Councillor quits over Cambridge transgender toilets row
- Published
A councillor has resigned over a row about whether transgender people should be allowed to use women's toilets.
Ann Sinnott, 68, said she was concerned Cambridge council's policy allowed men, self-identifying as women, to access female facilities, The Times reported.
She claimed there could be a "risk" to women if trans people accessed spaces where women "expect privacy".
Campaign group Stonewall said transgender people had a right to access single-sex facilities.
The council said it was reviewing the wording of its policy.

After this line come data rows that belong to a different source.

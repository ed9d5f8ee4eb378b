use std::path::{Path, PathBuf};

use clap::{Args, ValueEnum};
use serde_json::Value;

use crate::cli::{block_on, EndpointArgs, OutputFormat};
use crate::core::read_run::{BaseReadRun, ConfiguredReads, ReadRun};
use crate::core::types::SequencingDataType;
use crate::http::HttpFetcher;
use crate::parsing::read_run::parse_read_runs_file;
use crate::reads::filters::{requirement_match_count, ColumnFilter, WorkflowParameter};
use crate::reads::query::{fetch_read_runs, parse_accession_list, SearchTarget};
use crate::reads::selection::{configured_reads, select_runs};
use crate::reads::validation::normalize;
use crate::reads::warnings::reconcile;

#[derive(Clone, Copy, Debug, ValueEnum)]
pub enum Step {
    Paired,
    Single,
    Any,
}

impl From<Step> for SequencingDataType {
    fn from(step: Step) -> Self {
        match step {
            Step::Paired => Self::ReadRunsPaired,
            Step::Single => Self::ReadRunsSingle,
            Step::Any => Self::ReadRunsAny,
        }
    }
}

#[derive(Args)]
#[command(group(
    clap::ArgGroup::new("source")
        .required(true)
        .args(["input", "accessions", "taxonomy_id"])
))]
pub struct ReadsArgs {
    /// JSON file of read-run rows as returned by the archive search
    #[arg(short, long)]
    pub input: Option<PathBuf>,

    /// Comma- or whitespace-separated run, experiment, sample or study accessions
    #[arg(long)]
    pub accessions: Option<String>,

    /// Fetch every run under this taxonomy ID
    #[arg(long)]
    pub taxonomy_id: Option<String>,

    /// Workflow step collecting the reads
    #[arg(long, value_enum, default_value = "any")]
    pub step: Step,

    /// Workflow parameter JSON (one parameter, or the workflow's parameter list)
    #[arg(long)]
    pub parameter: Option<PathBuf>,

    /// Run accessions to select
    #[arg(long, value_delimiter = ',')]
    pub select: Vec<String>,

    /// Taxonomy ID of the assembly, for the species check
    #[arg(long)]
    pub genome_taxonomy_id: Option<String>,

    #[command(flatten)]
    pub endpoints: EndpointArgs,
}

pub fn run(args: ReadsArgs, format: OutputFormat, verbose: bool) -> anyhow::Result<()> {
    let step = SequencingDataType::from(args.step);
    let parameter = match &args.parameter {
        Some(path) => load_parameter(path, step)?,
        None => None,
    };

    let runs = normalize(load_runs(&args)?);
    let base_runs = || runs.iter().map(|r| &r.run);

    let selection = select_runs(&runs, &args.select);
    let selected: Vec<&BaseReadRun> = selection.selected.iter().map(|r| &r.run).collect();
    let reconciled = reconcile(
        base_runs(),
        &selected,
        step,
        parameter.as_ref(),
        args.genome_taxonomy_id.as_deref(),
    );
    let (filters, warnings) = (reconciled.filters, reconciled.warnings);
    let matching = requirement_match_count(base_runs(), &filters);
    let configured = configured_reads(&selection.selected);

    if verbose {
        let valid = runs.iter().filter(|r| r.is_valid()).count();
        eprintln!("{} read runs ({valid} selectable)", runs.len());
    }

    match format {
        OutputFormat::Text => {
            print_text_runs(&runs);
            print_text_filters(&filters, matching);
            print_text_selection(&selection.rejected, &warnings, &configured);
        }
        OutputFormat::Json => {
            let output = serde_json::json!({
                "runs": runs,
                "filters": filters,
                "matching_runs": matching,
                "rejected": selection
                    .rejected
                    .iter()
                    .map(|(accession, reason)| serde_json::json!({
                        "accession": accession,
                        "reason": reason,
                    }))
                    .collect::<Vec<_>>(),
                "warnings": warnings,
                "configured": configured,
            });
            println!("{}", serde_json::to_string_pretty(&output)?);
        }
        OutputFormat::Tsv => print_tsv_runs(&runs, &args.select),
    }

    Ok(())
}

fn load_runs(args: &ReadsArgs) -> anyhow::Result<Vec<BaseReadRun>> {
    if let Some(path) = &args.input {
        return Ok(parse_read_runs_file(path)?);
    }

    let target = match (&args.accessions, &args.taxonomy_id) {
        (Some(text), _) => SearchTarget::Accessions(parse_accession_list(text)?),
        (None, Some(id)) => SearchTarget::Taxonomy(id.clone()),
        (None, None) => anyhow::bail!("One of --input, --accessions or --taxonomy-id is required"),
    };

    let endpoints = args.endpoints.to_endpoints()?;
    let fetcher = HttpFetcher::new()?;
    Ok(block_on(fetch_read_runs(&fetcher, &endpoints.search_api, &target))??)
}

/// Load one parameter, or pick the step's parameter out of a list by variable
fn load_parameter(
    path: &Path,
    step: SequencingDataType,
) -> anyhow::Result<Option<WorkflowParameter>> {
    let content = std::fs::read_to_string(path)?;
    let value: Value = serde_json::from_str(&content)?;

    if !value.is_array() {
        return Ok(Some(serde_json::from_value(value)?));
    }

    let parameters: Vec<WorkflowParameter> = serde_json::from_value(value)?;
    let Some(variable) = step.parameter_variable() else {
        return Ok(None);
    };
    Ok(parameters
        .into_iter()
        .find(|p| p.variable.as_deref() == Some(variable)))
}

fn print_text_runs(runs: &[ReadRun]) {
    println!("Read Runs");
    println!("{}", "=".repeat(60));
    for run in runs {
        let status = if run.is_valid() {
            "ok".to_string()
        } else {
            run.validation.error.clone().unwrap_or_default()
        };
        println!(
            "  {:<14} {:<8} {:<10} {}",
            run.run_accession, run.library_layout, run.library_strategy, status
        );
    }
}

fn print_text_filters(filters: &[ColumnFilter], matching: usize) {
    println!("\nPre-selection filters:");
    if filters.is_empty() {
        println!("  (none)");
        return;
    }
    for filter in filters {
        println!("  {}: {}", filter.column, filter.values.join(" OR "));
    }
    println!("  {matching} runs match");
}

fn print_text_selection(
    rejected: &[(String, String)],
    warnings: &[String],
    configured: &ConfiguredReads,
) {
    if configured.selected_count() == 0 && rejected.is_empty() {
        return;
    }

    println!("\nSelection: {} runs", configured.selected_count());
    for (accession, reason) in rejected {
        println!("  Rejected {accession}: {reason}");
    }
    for warning in warnings {
        println!("  Warning: {warning}");
    }
}

fn print_tsv_runs(runs: &[ReadRun], selected: &[String]) {
    println!("run_accession\tlibrary_layout\tfastq_count\tvalid\tselected\terror");
    for run in runs {
        println!(
            "{}\t{}\t{}\t{}\t{}\t{}",
            run.run_accession,
            run.library_layout,
            run.fastq_urls().len(),
            run.is_valid(),
            selected.contains(&run.run_accession),
            run.validation.error.as_deref().unwrap_or("")
        );
    }
}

Ms Sinnott, who was a Labour councillor for the city's Petersfield Ward, resigned on Monday, and said her views were "not anti-trans" but "pro-women".
The council policy states: "Transgender people will not be excluded from gender-appropriate single sex/sex segregated facilities operated by the council."
Progressive and accepting
Although the policy has been in place since 2010, Ms Sinnott only alerted officers to her concerns over the wording of it in June.
"Trans people are entitled to be protected along with everybody else and should not be discriminated against, but women are a protected group as well," she said.
Liberal Democrat councillor Zoe O'Connell, who is transgender, said Cambridge was "a progressive and accepting city".
"Former councillor Sinnott's resignation just demonstrates that transphobia and other forms of discrimination have no place in local politics here," she said.
Lewis Herbert, the council's Labour leader, said the policy would be reviewed.
He wished Ms Sinnott "well for the future, including in her continued campaigning for increased equality for women".